(Records from a data collection)
"""

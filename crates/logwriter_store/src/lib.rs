//! # Log Writer Store
//!
//! The expiring key/value store contract that the cross-process mutex is
//! built on, and two implementations of it.
//!
//! The store is the only coordination medium between writers that share
//! no memory. It must expire entries on its own; atomic compare-and-swap
//! is optional and advertised through [`SharedStore::try_insert`].
//!
//! ## Available Stores
//!
//! - [`InMemoryStore`] - For threads of one process, and for testing
//! - [`FileStore`] - For independent processes sharing a directory
//!
//! ## Example
//!
//! ```rust
//! use logwriter_store::{InMemoryStore, SharedStore};
//! use std::time::Duration;
//!
//! let store = InMemoryStore::new();
//! store.set_with_expiry("semaphore-log", "t1", Duration::from_secs(5)).unwrap();
//! assert!(store.exists("semaphore-log").unwrap());
//! ```

#![deny(unsafe_code)]
#![warn(missing_docs)]

mod backend;
mod error;
mod file;
mod memory;

pub use backend::SharedStore;
pub use error::{StoreError, StoreResult};
pub use file::{is_valid_key, FileStore};
pub use memory::InMemoryStore;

"""

■ What this task involves
Each line must be given again exactly as written above.

■ Solution
filename crates/logwriter_store/src/lib.rs
//! # Log Writer Store
//!
//! The expiring key/value store contract that the cross-process mutex is
//! built on, and two implementations of it.
//!
//! The store is the only coordination medium between writers that share
//! no memory. It must expire entries on its own; atomic compare-and-swap
//! is optional and advertised through [`SharedStore::try_insert`].
//!
//! ## Available Stores
//!
//! - [`InMemoryStore`] - For threads of one process, and for testing
//! - [`FileStore`] - For independent processes sharing a directory
//!
//! ## Example
//!
//! ```rust
//! use logwriter_store::{InMemoryStore, SharedStore};
//! use std::time::Duration;
//!
//! let store = InMemoryStore::new();
//! store.set_with_expiry("semaphore-log", "t1", Duration::from_secs(5)).unwrap();
//! assert!(store.exists("semaphore-log").unwrap());
//! ```

#![deny(unsafe_code)]
#![warn(missing_docs)]

mod backend;
mod error;
mod file;
mod memory;

pub use backend::SharedStore;
pub use error::{StoreError, StoreResult};
pub use file::{is_valid_key, FileStore};
pub use memory::InMemoryStore;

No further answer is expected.